## Excerpted data
◆ ◆ ◆ ◆

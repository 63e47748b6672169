use crate::config::Config;
use crate::server::guards::auth::RequireKeyAuth;
use crate::server::routes::oauth::{zoho_oauth_callback, zoho_oauth_entry};
use crate::server::routes::{self, admin, checkin};
use crate::service::Services;

use axum::{
    Router,
    extract::{FromRef, Request},
    http::{HeaderName, Version, header::USER_AGENT},
    middleware::{self, Next},
    response::Response,
    routing::get,
};
use axum_extra::extract::cookie::Key;
use base64::Engine as _;
use rand::RngCore;
use reqwest::header::HeaderValue;
use std::path::PathBuf;
use std::time::Instant;
use std::{sync::Arc, sync::LazyLock};
use tower_http::services::ServeDir;
use tracing::{error, info, warn};

/// Global cookie signing/encryption key for PrivateCookieJar.
static COOKIE_KEY: LazyLock<Key> = LazyLock::new(Key::generate);

const MAX_REQUEST_ID_LEN: usize = 128;
const X_REQUEST_ID: HeaderName = HeaderName::from_static("x-request-id");

fn generate_request_id() -> String {
    // 96 bits => 16 chars base64url (no padding).
    let mut bytes = [0u8; 12];
    rand::rng().fill_bytes(&mut bytes);
    base64::engine::general_purpose::URL_SAFE_NO_PAD.encode(bytes)
}

fn format_http_version(version: Version) -> &'static str {
    match version {
        Version::HTTP_09 => "HTTP/0.9",
        Version::HTTP_10 => "HTTP/1.0",
        Version::HTTP_11 => "HTTP/1.1",
        Version::HTTP_2 => "HTTP/2",
        Version::HTTP_3 => "HTTP/3",
        _ => "HTTP/?",
    }
}

#[derive(Clone)]
pub struct GvState {
    pub services: Services,
    pub gv_key: Arc<str>,
    pub insecure_cookie: bool,
    pub tickets_dir: PathBuf,
}

impl GvState {
    pub fn new(services: Services, cfg: &Config) -> Self {
        Self {
            services,
            gv_key: Arc::from(cfg.basic.gv_key.as_str()),
            insecure_cookie: cfg.basic.insecure_cookie,
            tickets_dir: cfg.tickets.output_dir.clone(),
        }
    }
}

impl FromRef<GvState> for Key {
    fn from_ref(state: &GvState) -> Self {
        let _ = state; // state not used to fetch the static key
        COOKIE_KEY.clone()
    }
}

/// One line per request: `| status | request-id | method | protocol | path | latency | UA |`.
///
/// Only the path is logged; check-in query strings carry attendee data.
async fn access_log(req: Request, next: Next) -> Response {
    let method = req.method().clone();
    let path = req.uri().path().to_string();
    let protocol = format_http_version(req.version());

    let request_id = req
        .headers()
        .get(X_REQUEST_ID)
        .and_then(|v| v.to_str().ok())
        .filter(|v| !v.is_empty() && v.len() <= MAX_REQUEST_ID_LEN)
        .map(str::to_string)
        .unwrap_or_else(generate_request_id);

    let user_agent = req
        .headers()
        .get(USER_AGENT)
        .and_then(|v| v.to_str().ok())
        .unwrap_or("-")
        .to_string();

    let start = Instant::now();
    let mut resp = next.run(req).await;

    // Always reflect `x-request-id`, even if the client didn't send one.
    if let Ok(value) = HeaderValue::from_str(&request_id) {
        resp.headers_mut().insert(X_REQUEST_ID, value);
    }

    let status = resp.status();
    let line = format!(
        "| {:>3} | {} | {:^7} | {:<8} | {} | {}ms | {}",
        status.as_u16(),
        request_id,
        method.as_str(),
        protocol,
        path,
        start.elapsed().as_millis(),
        user_agent
    );
    if status.is_server_error() {
        error!("{line}");
    } else if status.is_client_error() {
        warn!("{line}");
    } else {
        info!("{line}");
    }

    resp
}

pub fn gv_router(state: GvState) -> Router {
    let api = routes::api_router()
        .layer(middleware::from_extractor_with_state::<RequireKeyAuth, _>(
            state.clone(),
        ));

    let admin = Router::new()
        .route("/admin/asistentes", get(admin::attendees_page))
        .layer(middleware::from_extractor_with_state::<RequireKeyAuth, _>(
            state.clone(),
        ));

    let oauth = Router::new()
        .route("/zoho/auth", get(zoho_oauth_entry))
        .route("/zoho/oauth/callback", get(zoho_oauth_callback));

    Router::new()
        .merge(oauth)
        .merge(api)
        .merge(admin)
        .nest_service("/tickets", ServeDir::new(&state.tickets_dir))
        .fallback(checkin::checkin_fallback)
        .with_state(state)
        .layer(middleware::from_fn(access_log))
}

◆ ◆ ◆ ◆

## To do
Return each line of the data above that includes the word "checkin".

## Task response
use crate::server::routes::{self, admin, checkin};
        .fallback(checkin::checkin_fallback)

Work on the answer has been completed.